Task goal:
Word for word, restate the lines of the data from the first through the one containing "Unitary matrix literal.", and nothing else.

◇ ◇ ◇ ◇ ◇

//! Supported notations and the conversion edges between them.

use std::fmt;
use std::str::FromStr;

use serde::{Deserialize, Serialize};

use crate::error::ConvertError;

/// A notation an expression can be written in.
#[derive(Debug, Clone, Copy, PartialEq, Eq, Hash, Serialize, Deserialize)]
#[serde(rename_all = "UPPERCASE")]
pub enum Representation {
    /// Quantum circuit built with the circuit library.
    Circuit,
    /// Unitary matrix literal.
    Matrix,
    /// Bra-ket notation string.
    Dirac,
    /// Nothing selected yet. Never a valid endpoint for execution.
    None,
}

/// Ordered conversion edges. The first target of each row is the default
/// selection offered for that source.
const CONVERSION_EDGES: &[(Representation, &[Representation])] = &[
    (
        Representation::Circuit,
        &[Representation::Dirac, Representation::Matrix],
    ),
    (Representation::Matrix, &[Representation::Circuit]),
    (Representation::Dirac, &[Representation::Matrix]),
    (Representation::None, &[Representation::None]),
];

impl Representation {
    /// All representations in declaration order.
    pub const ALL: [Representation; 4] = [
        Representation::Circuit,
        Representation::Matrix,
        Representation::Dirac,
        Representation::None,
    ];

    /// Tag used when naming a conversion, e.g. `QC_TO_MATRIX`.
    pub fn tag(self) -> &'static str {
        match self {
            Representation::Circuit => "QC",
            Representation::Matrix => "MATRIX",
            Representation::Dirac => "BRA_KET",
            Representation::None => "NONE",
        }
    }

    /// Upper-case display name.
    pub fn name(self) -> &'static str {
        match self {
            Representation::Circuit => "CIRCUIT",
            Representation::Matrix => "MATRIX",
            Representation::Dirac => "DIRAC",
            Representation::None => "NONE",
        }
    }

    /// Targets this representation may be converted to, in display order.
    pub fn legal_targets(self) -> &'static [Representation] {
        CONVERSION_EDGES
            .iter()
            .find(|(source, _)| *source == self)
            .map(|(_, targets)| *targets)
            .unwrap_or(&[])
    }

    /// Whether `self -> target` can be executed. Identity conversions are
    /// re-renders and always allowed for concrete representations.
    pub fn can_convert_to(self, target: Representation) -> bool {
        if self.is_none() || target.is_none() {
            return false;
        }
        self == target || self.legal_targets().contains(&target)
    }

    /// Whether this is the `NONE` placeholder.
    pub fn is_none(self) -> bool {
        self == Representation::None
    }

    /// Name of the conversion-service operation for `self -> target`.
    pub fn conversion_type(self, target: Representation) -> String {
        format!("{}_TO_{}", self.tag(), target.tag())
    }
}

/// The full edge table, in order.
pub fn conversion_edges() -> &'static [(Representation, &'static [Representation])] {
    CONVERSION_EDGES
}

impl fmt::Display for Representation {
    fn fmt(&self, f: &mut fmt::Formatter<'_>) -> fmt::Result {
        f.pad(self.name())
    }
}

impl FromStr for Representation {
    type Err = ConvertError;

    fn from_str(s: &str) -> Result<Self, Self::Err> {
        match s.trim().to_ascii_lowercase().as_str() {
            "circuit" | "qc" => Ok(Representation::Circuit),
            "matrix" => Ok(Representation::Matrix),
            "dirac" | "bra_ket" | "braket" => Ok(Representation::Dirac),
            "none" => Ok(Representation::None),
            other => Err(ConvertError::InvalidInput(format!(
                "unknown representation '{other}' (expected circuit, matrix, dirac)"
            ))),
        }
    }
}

◇ ◇ ◇ ◇ ◇

Written answer:
//! Supported notations and the conversion edges between them.

use std::fmt;
use std::str::FromStr;

use serde::{Deserialize, Serialize};

use crate::error::ConvertError;

/// A notation an expression can be written in.
#[derive(Debug, Clone, Copy, PartialEq, Eq, Hash, Serialize, Deserialize)]
#[serde(rename_all = "UPPERCASE")]
pub enum Representation {
    /// Quantum circuit built with the circuit library.
    Circuit,
    /// Unitary matrix literal.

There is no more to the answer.